Data extracted from a collection

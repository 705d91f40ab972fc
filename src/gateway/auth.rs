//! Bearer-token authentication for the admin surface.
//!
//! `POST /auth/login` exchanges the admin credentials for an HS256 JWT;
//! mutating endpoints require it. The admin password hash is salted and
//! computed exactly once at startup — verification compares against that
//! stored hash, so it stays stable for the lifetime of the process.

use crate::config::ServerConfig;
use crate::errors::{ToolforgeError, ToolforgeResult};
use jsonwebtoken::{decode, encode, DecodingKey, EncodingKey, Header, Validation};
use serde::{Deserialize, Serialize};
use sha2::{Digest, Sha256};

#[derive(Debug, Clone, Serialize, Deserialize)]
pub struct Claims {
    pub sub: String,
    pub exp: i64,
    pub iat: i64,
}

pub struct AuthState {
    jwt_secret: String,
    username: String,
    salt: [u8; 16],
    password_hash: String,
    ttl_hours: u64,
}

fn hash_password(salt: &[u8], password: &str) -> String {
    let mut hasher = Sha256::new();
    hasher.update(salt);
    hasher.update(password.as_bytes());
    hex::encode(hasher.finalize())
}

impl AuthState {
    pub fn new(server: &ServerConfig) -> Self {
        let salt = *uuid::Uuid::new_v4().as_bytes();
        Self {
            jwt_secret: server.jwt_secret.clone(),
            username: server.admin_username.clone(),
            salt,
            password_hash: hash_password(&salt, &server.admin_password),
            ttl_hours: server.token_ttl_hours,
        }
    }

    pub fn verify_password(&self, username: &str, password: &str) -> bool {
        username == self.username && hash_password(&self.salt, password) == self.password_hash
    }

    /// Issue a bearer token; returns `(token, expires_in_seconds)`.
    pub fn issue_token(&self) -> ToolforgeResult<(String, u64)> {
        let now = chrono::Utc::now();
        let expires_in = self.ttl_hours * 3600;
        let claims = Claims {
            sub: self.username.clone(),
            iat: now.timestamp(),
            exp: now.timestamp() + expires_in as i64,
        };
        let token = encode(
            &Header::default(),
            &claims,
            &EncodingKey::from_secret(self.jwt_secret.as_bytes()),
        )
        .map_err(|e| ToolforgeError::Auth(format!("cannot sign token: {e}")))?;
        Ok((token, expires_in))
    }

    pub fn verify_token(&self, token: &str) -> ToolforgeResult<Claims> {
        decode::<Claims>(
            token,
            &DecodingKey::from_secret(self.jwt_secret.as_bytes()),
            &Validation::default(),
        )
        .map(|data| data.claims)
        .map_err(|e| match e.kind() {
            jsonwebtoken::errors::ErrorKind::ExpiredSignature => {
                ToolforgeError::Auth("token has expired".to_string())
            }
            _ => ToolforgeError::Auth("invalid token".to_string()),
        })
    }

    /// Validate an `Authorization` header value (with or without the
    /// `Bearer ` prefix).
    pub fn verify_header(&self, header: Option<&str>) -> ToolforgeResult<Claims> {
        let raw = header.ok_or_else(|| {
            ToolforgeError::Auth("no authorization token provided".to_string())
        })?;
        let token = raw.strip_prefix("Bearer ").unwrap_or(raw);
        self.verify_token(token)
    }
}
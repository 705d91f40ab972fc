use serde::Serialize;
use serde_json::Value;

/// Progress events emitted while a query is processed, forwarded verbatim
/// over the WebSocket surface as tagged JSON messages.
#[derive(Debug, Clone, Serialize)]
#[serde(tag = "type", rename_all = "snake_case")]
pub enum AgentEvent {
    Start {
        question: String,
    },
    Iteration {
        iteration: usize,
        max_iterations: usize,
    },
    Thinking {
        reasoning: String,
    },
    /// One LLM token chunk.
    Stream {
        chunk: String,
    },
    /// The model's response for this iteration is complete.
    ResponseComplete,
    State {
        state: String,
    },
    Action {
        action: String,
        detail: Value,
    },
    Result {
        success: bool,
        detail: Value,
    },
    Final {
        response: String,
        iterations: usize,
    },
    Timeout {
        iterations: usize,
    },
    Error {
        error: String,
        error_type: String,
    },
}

- **DIRECTIONS FOR THIS TASK**: Using the data above, count the lines that include "Debug" and write the number alone.

- **EXERCISE OUTPUT**: 2